Merupakan perubahan yang berlangsung secara cepat dan terjadi dengan direncanakan atau tidak direncanakan. Secara sosiologis perubahan revolusi diartikan sebagai perubahan-perubahan social mengenai unsure-unsur kehidupan atau lembaga-lembaga kemasyarakatan yang berlangsung relatif cepat.

Revolusi sering kali diawali adanya ketegangan atau konflik dalam tubuh masyarakat yang bersangkutan.
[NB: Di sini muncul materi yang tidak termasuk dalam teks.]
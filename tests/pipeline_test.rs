use std::io::{Cursor, Write};

use office_preview::{
    BackendSet, DocumentCategory, ExtractionMethod, HandlerRegistry, PreviewConfig, PreviewError, Previewer,
};
use zip::write::SimpleFileOptions;

fn build_zip(entries: &[(&str, String)]) -> Vec<u8> {
    let mut writer = zip::ZipWriter::new(Cursor::new(Vec::new()));
    for (path, contents) in entries {
        writer.start_file(*path, SimpleFileOptions::default()).unwrap();
        writer.write_all(contents.as_bytes()).unwrap();
    }
    writer.finish().unwrap().into_inner()
}

fn paragraph(text: &str) -> String {
    format!("<w:p><w:r><w:t>{}</w:t></w:r></w:p>", text)
}

fn cell(text: &str) -> String {
    format!("<w:tc><w:p><w:r><w:t>{}</w:t></w:r></w:p></w:tc>", text)
}

fn word_package() -> Vec<u8> {
    let table = format!(
        "<w:tbl><w:tr>{}{}{}</w:tr><w:tr>{}{}{}</w:tr></w:tbl>",
        cell("Region"),
        cell("Quarter"),
        cell("Revenue"),
        cell("North"),
        cell("Q1"),
        cell("1200")
    );
    let document = format!(
        r#"<?xml version="1.0" encoding="UTF-8" standalone="yes"?>
<w:document xmlns:w="http://schemas.openxmlformats.org/wordprocessingml/2006/main"><w:body>{}{}{}{}<w:sectPr/></w:body></w:document>"#,
        paragraph("The first paragraph introduces the quarterly report for the board."),
        paragraph("The second paragraph summarises revenue across every region we serve."),
        paragraph("The third paragraph explains the figures in the table below."),
        table
    );
    build_zip(&[
        (
            "[Content_Types].xml",
            r#"<?xml version="1.0" encoding="UTF-8"?><Types xmlns="http://schemas.openxmlformats.org/package/2006/content-types"><Default Extension="rels" ContentType="application/vnd.openxmlformats-package.relationships+xml"/><Default Extension="xml" ContentType="application/xml"/><Override PartName="/word/document.xml" ContentType="application/vnd.openxmlformats-officedocument.wordprocessingml.document.main+xml"/></Types>"#.to_string(),
        ),
        (
            "_rels/.rels",
            r#"<?xml version="1.0" encoding="UTF-8"?><Relationships xmlns="http://schemas.openxmlformats.org/package/2006/relationships"><Relationship Id="rId1" Type="http://schemas.openxmlformats.org/officeDocument/2006/relationships/officeDocument" Target="word/document.xml"/></Relationships>"#.to_string(),
        ),
        ("word/document.xml", document),
    ])
}

fn slide(number: usize) -> String {
    format!(
        r#"<p:sld xmlns:a="http://schemas.openxmlformats.org/drawingml/2006/main" xmlns:p="http://schemas.openxmlformats.org/presentationml/2006/main"><p:cSld><p:spTree>
<p:sp><p:nvSpPr><p:cNvPr id="2" name="Title 1"/><p:cNvSpPr/><p:nvPr><p:ph type="title"/></p:nvPr></p:nvSpPr><p:txBody><a:p><a:r><a:t>Agenda item {}</a:t></a:r></a:p></p:txBody></p:sp>
</p:spTree></p:cSld></p:sld>"#,
        number
    )
}

fn words(count: usize) -> Vec<u8> {
    vec!["word"; count].join(" ").into_bytes()
}

#[tokio::test]
async fn test_word_document_with_table() {
    let preview = Previewer::default().preview(word_package(), "", "report.docx").await;

    assert_eq!(preview.category, DocumentCategory::Word);
    assert!(preview.verdict.is_valid_container);
    assert!(matches!(
        preview.result.method,
        ExtractionMethod::DocxConversion | ExtractionMethod::OoxmlStructured
    ));
    assert_eq!(preview.metadata.table_count, 1);
    assert!(preview.metadata.section_count >= 1);

    let document = preview.result.document.expect("structured document");
    assert_eq!(document.table_count(), 1);
    let table = &document.sections.iter().flat_map(|s| s.tables.iter()).next().unwrap();
    assert_eq!(table.row_count, 2);
    assert_eq!(table.column_count, 3);
    assert_eq!(
        table.cells,
        vec![
            vec!["Region".to_string(), "Quarter".to_string(), "Revenue".to_string()],
            vec!["North".to_string(), "Q1".to_string(), "1200".to_string()],
        ]
    );
}

#[tokio::test]
async fn test_word_document_without_rich_backend() {
    let previewer = Previewer::new(
        PreviewConfig::default(),
        HandlerRegistry::with_defaults(),
        BackendSet::builtin_only(),
    );
    let preview = previewer.preview(word_package(), "", "report.docx").await;
    assert_eq!(preview.result.method, ExtractionMethod::OoxmlStructured);
    assert_eq!(preview.metadata.table_count, 1);
    assert!(preview.result.content.contains("<td>Revenue</td>"));
}

#[tokio::test]
async fn test_slides_in_natural_order() {
    let mut entries = Vec::new();
    for number in [1, 10, 2, 3, 4, 5, 6, 7, 8, 9] {
        entries.push((format!("ppt/slides/slide{}.xml", number), slide(number)));
    }
    let borrowed: Vec<(&str, String)> = entries.iter().map(|(p, c)| (p.as_str(), c.clone())).collect();
    let preview = Previewer::default()
        .preview(
            build_zip(&borrowed),
            "application/vnd.openxmlformats-officedocument.presentationml.presentation",
            "agenda.pptx",
        )
        .await;

    assert_eq!(preview.result.method, ExtractionMethod::OoxmlStructured);
    assert_eq!(preview.metadata.page_count, 10);
    let document = preview.result.document.unwrap();
    let indexes: Vec<usize> = document.sections.iter().map(|s| s.index).collect();
    assert_eq!(indexes, (1..=10).collect::<Vec<_>>());
    for section in &document.sections {
        assert_eq!(section.title, format!("Agenda item {}", section.index));
    }
}

#[tokio::test]
async fn test_zero_bytes_fall_back_to_info_display() {
    let preview = Previewer::default()
        .preview(vec![0u8; 10], "application/vnd.openxmlformats-officedocument.wordprocessingml.document", "zeros.docx")
        .await;
    assert!(!preview.verdict.is_valid_container);
    assert!(!preview.verdict.is_likely_encrypted);
    assert_eq!(preview.result.method, ExtractionMethod::InfoDisplay);
    assert!(preview.result.content.contains("zeros.docx"));
}

#[tokio::test]
async fn test_encrypted_office_package_gets_notice() {
    let mut bytes = vec![0xD0, 0xCF, 0x11, 0xE0, 0xA1, 0xB1, 0x1A, 0xE1];
    bytes.extend(vec![0u8; 64]);
    bytes.extend("EncryptedPackage".encode_utf16().flat_map(|u| u.to_le_bytes()));
    let preview = Previewer::default().preview(bytes, "", "locked.xlsx").await;
    assert!(preview.verdict.is_likely_encrypted);
    assert_eq!(preview.result.method, ExtractionMethod::EncryptedNotice);
}

#[tokio::test]
async fn test_every_input_yields_success() {
    let mut noise = Vec::with_capacity(2048);
    let mut state: u32 = 0x1234_5678;
    for _ in 0..2048 {
        state = state.wrapping_mul(1_103_515_245).wrapping_add(12_345);
        noise.push((state >> 16) as u8);
    }

    let inputs: Vec<(Vec<u8>, &str)> = vec![
        (Vec::new(), "empty.docx"),
        (noise, "random.xlsx"),
        (b"PK\x03\x04garbage".to_vec(), "truncated.pptx"),
        (b"%PDF-1.4 not really a pdf at all".to_vec(), "broken.pdf"),
        (b"plain words in a text file".to_vec(), "notes.txt"),
        (vec![0xFF; 32], "mystery"),
    ];
    let previewer = Previewer::default();
    for (bytes, name) in inputs {
        let preview = previewer.preview(bytes, "", name).await;
        assert!(preview.result.success, "{} did not succeed", name);
        assert!(!preview.result.content.trim().is_empty(), "{} has no content", name);
        assert!(preview.metadata.page_count >= 1);
        assert!(preview.metadata.section_count >= 1);
    }
}

#[tokio::test]
async fn test_preview_is_idempotent() {
    let previewer = Previewer::default();
    let first = previewer.preview(word_package(), "", "report.docx").await;
    let second = previewer.preview(word_package(), "", "report.docx").await;
    assert_eq!(first.result.method, second.result.method);
    assert_eq!(first.metadata, second.metadata);
    assert_eq!(first.result.content, second.result.content);
}

#[tokio::test]
async fn test_page_count_boundaries() {
    let previewer = Previewer::default();
    for (count, pages) in [(99, 1), (100, 1), (2000, 4), (2001, 4)] {
        let preview = previewer.preview(words(count), "text/plain", "words.txt").await;
        assert_eq!(preview.result.method, ExtractionMethod::PlainText);
        assert_eq!(preview.metadata.word_count, count);
        assert_eq!(preview.metadata.page_count, pages, "{} words", count);
    }
}

#[tokio::test]
async fn test_preview_file_from_disk() {
    let mut file = tempfile::Builder::new().suffix(".txt").tempfile().unwrap();
    file.write_all(b"Shopping list\n\nmilk, bread and a large jar of honey").unwrap();

    let preview = Previewer::default().preview_file(file.path()).await.unwrap();
    assert_eq!(preview.mime_type, "text/plain");
    assert_eq!(preview.category, DocumentCategory::Text);
    assert_eq!(preview.handler.as_deref(), Some("text"));
    assert_eq!(preview.metadata.section_count, 2);
    assert!(preview.result.content.starts_with("Shopping list"));
}

#[tokio::test]
async fn test_preview_file_missing() {
    let dir = tempfile::tempdir().unwrap();
    let result = Previewer::default().preview_file(dir.path().join("absent.docx")).await;
    assert!(matches!(result, Err(PreviewError::Io(_))));
}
Secara sosiologi, suatu revolusi dapat terjadi harus memenuhi beberapa syarat tertentu. Syarat-syarat tersebut antara lain:

  1. Ada beberapa keinginan umum mengadakan suatu perubahan. Di dalam masyarakat harus ada perasaan tidak puas terhadap keadaan tersebut.
  2. Adanya seseorang pemimpin atau sekelompok orang yang dianggap mampu memimpin masyarakat tersebut.
  3. Pemimpin tersebut dapat menampung keinginan-keinginan tersebut, untuk kemudian merumuskan serta menegaskan rasa tidak puas dari masyarakat, untuk dijadikan program dan arah bagi geraknya masyarakat.
  4. pemimpin tersebut harus dapat menunjukkan suatu tujuan pada masyarakat. Artinya adalah bahwa tujuan tersebut bersifat konkret dan dapat dilihat oleh masyarakat.
  5. 5. Harus ada momentum (pemilihan waktu yang tepat)untuk revolusi, yaitu suatu saat dimana segala keadaan dan factor adalah baik sekali untuk memulai dengan gerakan revolusi. Apabila momentum yang dipilih keliru, maka revolusi dapat gagal.
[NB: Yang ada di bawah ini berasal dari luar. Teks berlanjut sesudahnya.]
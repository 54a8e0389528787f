//! Builds the minimal semantic HTML fragment and the matching section list.
//!
//! Strategies feed headings, paragraphs, list items, tables and pictures in
//! document order and cut sections at page or slide boundaries. The writer
//! keeps the flat HTML and the structured sections in step.

use std::collections::HashSet;

use crate::media::place_images;
use crate::metadata::DocumentProperties;
use crate::shared_utils::escape_html;
use crate::types::{DocumentSection, ImageAsset, StructuredDocument, Table};

pub(crate) struct SectionWriter {
    done: Vec<(DocumentSection, String)>,
    current: DocumentSection,
    body: String,
    list_open: bool,
    images: Vec<ImageAsset>,
    inline: HashSet<String>,
}

impl SectionWriter {
    pub fn new(images: Vec<ImageAsset>) -> Self {
        Self {
            done: Vec::new(),
            current: DocumentSection {
                index: 1,
                ..DocumentSection::default()
            },
            body: String::new(),
            list_open: false,
            images,
            inline: HashSet::new(),
        }
    }

    pub fn current_index(&self) -> usize {
        self.current.index
    }

    pub fn current_mut(&mut self) -> &mut DocumentSection {
        &mut self.current
    }

    pub fn heading(&mut self, level: u8, text: &str) {
        let text = text.trim();
        if text.is_empty() {
            return;
        }
        self.close_list();
        let level = level.clamp(1, 6);
        self.body.push_str(&format!("<h{0}>{1}</h{0}>", level, escape_html(text)));
        if self.current.title.is_empty() {
            self.current.title = text.to_string();
        }
        self.push_content(text);
    }

    pub fn paragraph(&mut self, text: &str) {
        let text = text.trim();
        if text.is_empty() {
            return;
        }
        self.close_list();
        self.body.push_str(&format!("<p>{}</p>", escape_text(text)));
        self.push_content(text);
    }

    pub fn bullet(&mut self, text: &str) {
        let text = text.trim();
        if text.is_empty() {
            return;
        }
        if !self.list_open {
            self.body.push_str("<ul>");
            self.list_open = true;
        }
        self.body.push_str(&format!("<li>{}</li>", escape_text(text)));
        self.current.bullets.push(text.to_string());
        self.push_content(text);
    }

    pub fn table(&mut self, table: Table) {
        if table.is_empty() {
            return;
        }
        self.close_list();
        self.body.push_str(&table_html(&table));
        self.current.tables.push(table);
    }

    /// Inline picture by media file name; unknown names are ignored.
    pub fn image(&mut self, original_name: &str) {
        let index = self.current.index;
        let Some(asset) = self.images.iter_mut().find(|a| a.original_name == original_name) else {
            return;
        };
        let id = asset.id.clone();
        if !self.inline.insert(id.clone()) {
            return;
        }
        asset.associated_page_index = Some(index);
        self.close_list();
        self.body.push_str(&image_html(&id, original_name));
    }

    /// Close the current section and open the next one.
    pub fn break_section(&mut self) {
        self.close_list();
        let next = DocumentSection {
            index: self.current.index + 1,
            ..DocumentSection::default()
        };
        let finished = std::mem::replace(&mut self.current, next);
        let body = std::mem::take(&mut self.body);
        self.done.push((finished, body));
    }

    /// Finish every section. `page_attribute` names the attribute that marks
    /// physical pages (`data-page`, `data-slide`); without one the sections
    /// are logical only.
    pub fn finish(
        mut self,
        page_attribute: Option<&str>,
        keep_empty: bool,
        properties: DocumentProperties,
    ) -> (String, StructuredDocument) {
        self.close_list();
        let last = (std::mem::take(&mut self.current), std::mem::take(&mut self.body));
        self.done.push(last);

        let mut bodies = Vec::new();
        let mut document = StructuredDocument {
            properties,
            ..StructuredDocument::default()
        };
        let total = self.done.len();
        for (position, (section, body)) in self.done.into_iter().enumerate() {
            let blank = body.is_empty() && section.tables.is_empty();
            let is_last = position + 1 == total;
            if blank && !keep_empty && !(is_last && document.sections.is_empty()) {
                continue;
            }
            bodies.push(body);
            document.sections.push(section);
        }

        place_images(&mut document, self.images);

        for (section, body) in document.sections.iter().zip(bodies.iter_mut()) {
            for image in &section.images {
                if !self.inline.contains(&image.id) {
                    body.push_str(&image_html(&image.id, &image.original_name));
                }
            }
        }
        if let Some(body) = bodies.last_mut() {
            for image in &document.unplaced_images {
                body.push_str(&image_html(&image.id, &image.original_name));
            }
        }

        let html = document
            .sections
            .iter()
            .zip(bodies)
            .map(|(section, body)| match page_attribute {
                Some(attribute) => format!("<section {}=\"{}\">{}</section>", attribute, section.index, body),
                None => format!("<section>{}</section>", body),
            })
            .collect::<Vec<_>>()
            .join("\n");
        (html, document)
    }

    fn push_content(&mut self, text: &str) {
        if !self.current.content.is_empty() {
            self.current.content.push_str("\n\n");
        }
        self.current.content.push_str(text);
    }

    fn close_list(&mut self) {
        if self.list_open {
            self.body.push_str("</ul>");
            self.list_open = false;
        }
    }
}

/// Escape text and keep explicit line breaks.
fn escape_text(text: &str) -> String {
    escape_html(text).replace('\n', "<br>")
}

fn image_html(id: &str, original_name: &str) -> String {
    format!(
        "<img data-asset=\"{}\" alt=\"{}\">",
        escape_html(id),
        escape_html(original_name)
    )
}

pub(crate) fn table_html(table: &Table) -> String {
    let mut html = String::from("<table>");
    for (row_index, row) in table.cells.iter().enumerate() {
        let tag = if row_index == 0 && table.has_header_row { "th" } else { "td" };
        html.push_str("<tr>");
        for cell in row {
            html.push_str(&format!("<{0}>{1}</{0}>", tag, escape_text(cell)));
        }
        html.push_str("</tr>");
    }
    html.push_str("</table>");
    html
}

#[cfg(test)]
mod tests {
    use super::*;

    fn asset(id: &str, name: &str, page: Option<usize>) -> ImageAsset {
        ImageAsset {
            id: id.to_string(),
            original_name: name.to_string(),
            mime_hint: "image/png".to_string(),
            base64_payload: String::new(),
            associated_page_index: page,
        }
    }

    #[test]
    fn test_sections_follow_breaks() {
        let mut writer = SectionWriter::new(Vec::new());
        writer.heading(1, "Intro");
        writer.paragraph("First <page> & more");
        writer.break_section();
        writer.bullet("one");
        writer.bullet("two");
        writer.paragraph("after list");
        let (html, document) = writer.finish(Some("data-page"), false, DocumentProperties::default());

        assert_eq!(document.sections.len(), 2);
        assert_eq!(document.sections[0].title, "Intro");
        assert_eq!(document.sections[0].content, "Intro\n\nFirst <page> & more");
        assert_eq!(document.sections[1].index, 2);
        assert_eq!(document.sections[1].bullets, vec!["one", "two"]);
        assert!(html.contains("<p>First &lt;page&gt; &amp; more</p>"));
        assert!(html.contains("<ul><li>one</li><li>two</li></ul><p>after list</p>"));
        assert!(html.contains("<section data-page=\"2\">"));
    }

    #[test]
    fn test_blank_sections_are_dropped_unless_kept() {
        let mut writer = SectionWriter::new(Vec::new());
        writer.paragraph("text");
        writer.break_section();
        let (_, document) = writer.finish(Some("data-page"), false, DocumentProperties::default());
        assert_eq!(document.sections.len(), 1);

        let mut slides = SectionWriter::new(Vec::new());
        slides.break_section();
        let (_, document) = slides.finish(Some("data-slide"), true, DocumentProperties::default());
        assert_eq!(document.sections.len(), 2);

        let empty = SectionWriter::new(Vec::new());
        let (_, document) = empty.finish(None, false, DocumentProperties::default());
        assert_eq!(document.sections.len(), 1);
    }

    #[test]
    fn test_images_inline_associated_and_unplaced() {
        let mut writer = SectionWriter::new(vec![
            asset("img1", "image1.png", Some(1)),
            asset("img2", "image2.png", None),
            asset("img3", "image3.png", None),
        ]);
        writer.paragraph("page one");
        writer.break_section();
        writer.paragraph("page two");
        writer.image("image2.png");
        let (html, document) = writer.finish(Some("data-page"), false, DocumentProperties::default());

        assert_eq!(document.sections[0].images[0].id, "img1");
        assert_eq!(document.sections[1].images[0].id, "img2");
        assert_eq!(document.unplaced_images[0].id, "img3");
        assert_eq!(html.matches("<img").count(), 3);
        assert_eq!(html.matches("data-asset=\"img2\"").count(), 1);
    }

    #[test]
    fn test_table_html_header_row() {
        let table = Table::new(vec![vec!["A".into(), "B".into()], vec!["1".into()]], true);
        assert_eq!(
            table_html(&table),
            "<table><tr><th>A</th><th>B</th></tr><tr><td>1</td></tr></table>"
        );
    }
}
2. Perubahan yang direncanakan dan perubahan yang tidak direncanakan

  1. Perubahan yang direncanakan

Adalah perubahan-perubahan yang diperkirakan atau yang telah direncanakan terlebih dahulu oleh pihak-pihak yang hendak mengadakan perubahan di dalam masyarakat (Selo Soemardjan: 1974).

Pihak-pihak yang menghendaki suatu perubahan dinamakan of change, yaitu seseorang atau sekelompok orang yang mendapat kepercayaan dari masyarakat sebagai pemimpin lembaga kemasyarakatan. Contoh perubahan yang direncanakan misalnya, untuk mengurangi angka kematian anak-anak akibat polio, pemerintah mengadakan Pekan Imunisasi Nasional (PIN); untuk mengurangi pertumbuhan jumlah penduduk pemerintah mengadakan program keluarga berencana (KB).

  1. Perubahan yang tidak direncanakan

Biasanya perubahan yang tidak dikehendaki oleh masyarakat. Karena terjadi diluar perkiraan dan jangkauan, perubahan ini sering membawa masalah-masalah yang memicu kekacauan atau kendala-kendala dalam masyarakat. Misalnya, kasus Lumpur Lapindo di Sidoarjo, Jawa Timur. Sebagai akibatnya, banyak perkampungan dan pemukiman masyarakat terendam Lumpur yang mengharuskan para warganya mencari pemukiman baru.

3. Perubanan yang berpengaruh besar dan perubahan yang berpengaruh kecil

a. Perubahan berpengaruh besar

Dikatakan berpengaruh besar jika perubahan tersebut mengakibatkan terjadinya perubahan pada struktur kemasyarakatan, hubungan kerja, system mata pencaharian dan stratifikasi masyarakat. Contoh perubahan masyarakat agraris menajdi masyarakat industrialisasi.

b. Perubahan berpengaruh kecil.

Merupakan perubahan-perubahan yang terjadi pada struktur social yang tidak membawa pengaruh yang berarti bagi masyarakat. Contoh : perubahan mode rambut.